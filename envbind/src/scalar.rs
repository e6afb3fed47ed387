//! Specially recognized structured scalars: points in time, time zones, URLs,
//! IP and hardware addresses, and open files.

use std::fmt;
use std::fs::{File, OpenOptions};
use std::net::{IpAddr, Ipv4Addr, Ipv6Addr};
use std::str::FromStr;

use chrono::format::ParseErrorKind;
use chrono::{DateTime, FixedOffset, NaiveDate, NaiveDateTime, TimeZone, Utc};
use chrono_tz::Tz;
use url::Url;

use crate::error::ValueError;
use crate::format::{Access, FileFormat, FormatOptions, TimeFormat};
use crate::shape::Shape;
use crate::value::EnvValue;

enum Layout {
    Rfc3339,
    Rfc2822,
    /// Layout that carries its own offset.
    Offset(&'static str),
    /// Date and time interpreted in the configured location.
    Naive(&'static str),
    /// Date at midnight in the configured location.
    Date(&'static str),
}

/// Layouts tried, in order, when no explicit layout is configured. The first
/// one that parses wins.
const FALLBACK_LAYOUTS: [Layout; 7] = [
    Layout::Rfc3339,
    Layout::Rfc2822,
    Layout::Offset("%Y-%m-%d %H:%M:%S%.f %z"),
    Layout::Naive("%Y-%m-%dT%H:%M:%S%.f"),
    Layout::Naive("%Y-%m-%d %H:%M:%S%.f"),
    Layout::Naive("%Y-%m-%d %H:%M"),
    Layout::Date("%Y-%m-%d"),
];

/// Parse a point in time using the layout and location of `format`.
///
/// With an explicit layout the value must match it; a layout without an
/// offset is interpreted in the location (UTC when none is given). Without a
/// layout, [`FALLBACK_LAYOUTS`] are tried in order.
pub fn parse_time(raw: &str, format: &TimeFormat<'_>) -> Result<DateTime<FixedOffset>, ValueError> {
    let tz = location(format.location)?;

    if !format.layout.is_empty() {
        return parse_with_layout(raw, format.layout, tz);
    }

    FALLBACK_LAYOUTS
        .iter()
        .find_map(|layout| parse_fallback(raw, layout, tz))
        .ok_or_else(|| ValueError::Time {
            value: raw.to_string(),
        })
}

fn parse_with_layout(raw: &str, layout: &str, tz: Tz) -> Result<DateTime<FixedOffset>, ValueError> {
    let layout_error = |source| ValueError::TimeLayout {
        value: raw.to_string(),
        layout: layout.to_string(),
        source,
    };

    match DateTime::parse_from_str(raw, layout) {
        Ok(time) => return Ok(time),
        Err(err) if err.kind() != ParseErrorKind::NotEnough => return Err(layout_error(err)),
        Err(_) => {}
    }

    let naive = match NaiveDateTime::parse_from_str(raw, layout) {
        Ok(naive) => naive,
        Err(err) if err.kind() == ParseErrorKind::NotEnough => NaiveDate::parse_from_str(raw, layout)
            .map_err(layout_error)?
            .and_time(chrono::NaiveTime::MIN),
        Err(err) => return Err(layout_error(err)),
    };
    localize(raw, naive, tz)
}

fn parse_fallback(raw: &str, layout: &Layout, tz: Tz) -> Option<DateTime<FixedOffset>> {
    match layout {
        Layout::Rfc3339 => DateTime::parse_from_rfc3339(raw).ok(),
        Layout::Rfc2822 => DateTime::parse_from_rfc2822(raw).ok(),
        Layout::Offset(layout) => DateTime::parse_from_str(raw, layout).ok(),
        Layout::Naive(layout) => NaiveDateTime::parse_from_str(raw, layout)
            .ok()
            .and_then(|naive| localize(raw, naive, tz).ok()),
        Layout::Date(layout) => NaiveDate::parse_from_str(raw, layout)
            .ok()
            .and_then(|date| localize(raw, date.and_time(chrono::NaiveTime::MIN), tz).ok()),
    }
}

fn localize(raw: &str, naive: NaiveDateTime, tz: Tz) -> Result<DateTime<FixedOffset>, ValueError> {
    tz.from_local_datetime(&naive)
        .earliest()
        .map(|time| time.fixed_offset())
        .ok_or_else(|| ValueError::Time {
            value: raw.to_string(),
        })
}

/// Look up a time zone by name. An empty name is UTC.
pub fn location(name: &str) -> Result<Tz, ValueError> {
    if name.is_empty() {
        return Ok(Tz::UTC);
    }
    name.parse::<Tz>().map_err(|_| ValueError::Location {
        name: name.to_string(),
    })
}

impl EnvValue for DateTime<FixedOffset> {
    fn shape() -> Shape {
        Shape::Time
    }

    fn coerce(raw: &str, format: &FormatOptions<'_>) -> Result<Self, ValueError> {
        parse_time(raw, &format.time())
    }
}

impl EnvValue for DateTime<Utc> {
    fn shape() -> Shape {
        Shape::Time
    }

    fn coerce(raw: &str, format: &FormatOptions<'_>) -> Result<Self, ValueError> {
        parse_time(raw, &format.time()).map(|time| time.with_timezone(&Utc))
    }
}

/// Wall-clock time in the configured location.
impl EnvValue for NaiveDateTime {
    fn shape() -> Shape {
        Shape::Time
    }

    fn coerce(raw: &str, format: &FormatOptions<'_>) -> Result<Self, ValueError> {
        parse_time(raw, &format.time()).map(|time| time.naive_local())
    }
}

impl EnvValue for Tz {
    fn shape() -> Shape {
        Shape::Location
    }

    fn coerce(raw: &str, _format: &FormatOptions<'_>) -> Result<Self, ValueError> {
        location(raw)
    }
}

impl EnvValue for Url {
    fn shape() -> Shape {
        Shape::Url
    }

    fn coerce(raw: &str, _format: &FormatOptions<'_>) -> Result<Self, ValueError> {
        Ok(Url::parse(raw)?)
    }
}

macro_rules! impl_env_value_ip {
    ($($ty:ty),*) => {
        $(
            /// Parsed from the whole value; never split into a sequence.
            impl EnvValue for $ty {
                fn shape() -> Shape {
                    Shape::IpAddr
                }

                fn coerce(raw: &str, _format: &FormatOptions<'_>) -> Result<Self, ValueError> {
                    raw.parse().map_err(|_| ValueError::IpAddr {
                        value: raw.to_string(),
                    })
                }
            }
        )*
    };
}

impl_env_value_ip!(IpAddr, Ipv4Addr, Ipv6Addr);

/// Link-layer hardware address: EUI-48, EUI-64 or a 20-octet IP over
/// InfiniBand address.
///
/// Accepted forms:
///
/// ```text
/// 00:00:5e:00:53:01
/// 00-00-5e-00-53-01
/// 0000.5e00.5301
/// 02:00:5e:10:00:00:00:01
/// ```
#[derive(Debug, Clone, PartialEq, Eq, Hash, Default)]
pub struct HardwareAddr(Vec<u8>);

impl HardwareAddr {
    pub fn as_bytes(&self) -> &[u8] {
        &self.0
    }
}

fn valid_octet_count(n: usize) -> bool {
    matches!(n, 6 | 8 | 20)
}

fn hex_octet(s: &str) -> Option<u8> {
    if s.len() != 2 {
        return None;
    }
    u8::from_str_radix(s, 16).ok()
}

impl FromStr for HardwareAddr {
    type Err = ValueError;

    fn from_str(s: &str) -> Result<Self, Self::Err> {
        let invalid = || ValueError::HardwareAddr {
            value: s.to_string(),
        };
        if s.len() < 14 || !s.is_ascii() {
            return Err(invalid());
        }

        let bytes = s.as_bytes();
        let octets = if bytes[2] == b':' || bytes[2] == b'-' {
            let sep = bytes[2] as char;
            let parts: Vec<&str> = s.split(sep).collect();
            if !valid_octet_count(parts.len()) {
                return Err(invalid());
            }
            parts
                .iter()
                .map(|part| hex_octet(part))
                .collect::<Option<Vec<u8>>>()
                .ok_or_else(invalid)?
        } else if bytes[4] == b'.' {
            let groups: Vec<&str> = s.split('.').collect();
            if !valid_octet_count(groups.len() * 2) || groups.iter().any(|g| g.len() != 4) {
                return Err(invalid());
            }
            groups
                .iter()
                .flat_map(|group| [&group[..2], &group[2..]])
                .map(hex_octet)
                .collect::<Option<Vec<u8>>>()
                .ok_or_else(invalid)?
        } else {
            return Err(invalid());
        };
        Ok(Self(octets))
    }
}

impl fmt::Display for HardwareAddr {
    fn fmt(&self, f: &mut fmt::Formatter<'_>) -> fmt::Result {
        for (i, octet) in self.0.iter().enumerate() {
            if i > 0 {
                f.write_str(":")?;
            }
            write!(f, "{octet:02x}")?;
        }
        Ok(())
    }
}

/// Parsed from the whole value; never split into a sequence.
impl EnvValue for HardwareAddr {
    fn shape() -> Shape {
        Shape::HardwareAddr
    }

    fn coerce(raw: &str, _format: &FormatOptions<'_>) -> Result<Self, ValueError> {
        raw.parse()
    }
}

/// Open `path` with the flags and permissions of `format`.
///
/// A read-only handle with `create` or `truncate` first prepares the file
/// through a write-capable handle, then reopens it for reading.
///
/// The handle stays open in the populated field; the caller owns it.
pub fn open_file(path: &str, format: &FileFormat) -> Result<File, ValueError> {
    let file_error = |source| ValueError::File {
        path: path.to_string(),
        source,
    };

    if format.access == Access::ReadOnly && (format.create || format.truncate) {
        let mut prepare = OpenOptions::new();
        prepare
            .write(true)
            .create(format.create)
            .truncate(format.truncate);
        with_permissions(&mut prepare, format.permissions);
        prepare.open(path).map_err(file_error)?;

        return OpenOptions::new().read(true).open(path).map_err(file_error);
    }

    let mut options = OpenOptions::new();
    match format.access {
        Access::ReadOnly => options.read(true),
        Access::WriteOnly => options.write(true),
        Access::ReadWrite => options.read(true).write(true),
    };
    options
        .create(format.create)
        .truncate(format.truncate)
        .append(format.append);
    with_permissions(&mut options, format.permissions);

    options.open(path).map_err(file_error)
}

#[cfg(unix)]
fn with_permissions(options: &mut OpenOptions, permissions: u32) {
    use std::os::unix::fs::OpenOptionsExt;
    options.mode(permissions);
}

#[cfg(not(unix))]
fn with_permissions(_options: &mut OpenOptions, _permissions: u32) {}

impl EnvValue for File {
    fn shape() -> Shape {
        Shape::File
    }

    fn coerce(raw: &str, format: &FormatOptions<'_>) -> Result<Self, ValueError> {
        open_file(raw, &format.file())
    }
}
● ● ●
**Task goal**
Above are the records; from them, give again exactly the lines from the one containing "its own offset." through the one containing "tried in order.", both included.

**Completed task**
    /// Layout that carries its own offset.
    Offset(&'static str),
    /// Date and time interpreted in the configured location.
    Naive(&'static str),
    /// Date at midnight in the configured location.
    Date(&'static str),
}

/// Layouts tried, in order, when no explicit layout is configured. The first
/// one that parses wins.
const FALLBACK_LAYOUTS: [Layout; 7] = [
    Layout::Rfc3339,
    Layout::Rfc2822,
    Layout::Offset("%Y-%m-%d %H:%M:%S%.f %z"),
    Layout::Naive("%Y-%m-%dT%H:%M:%S%.f"),
    Layout::Naive("%Y-%m-%d %H:%M:%S%.f"),
    Layout::Naive("%Y-%m-%d %H:%M"),
    Layout::Date("%Y-%m-%d"),
];

/// Parse a point in time using the layout and location of `format`.
///
/// With an explicit layout the value must match it; a layout without an
/// offset is interpreted in the location (UTC when none is given). Without a
/// layout, [`FALLBACK_LAYOUTS`] are tried in order.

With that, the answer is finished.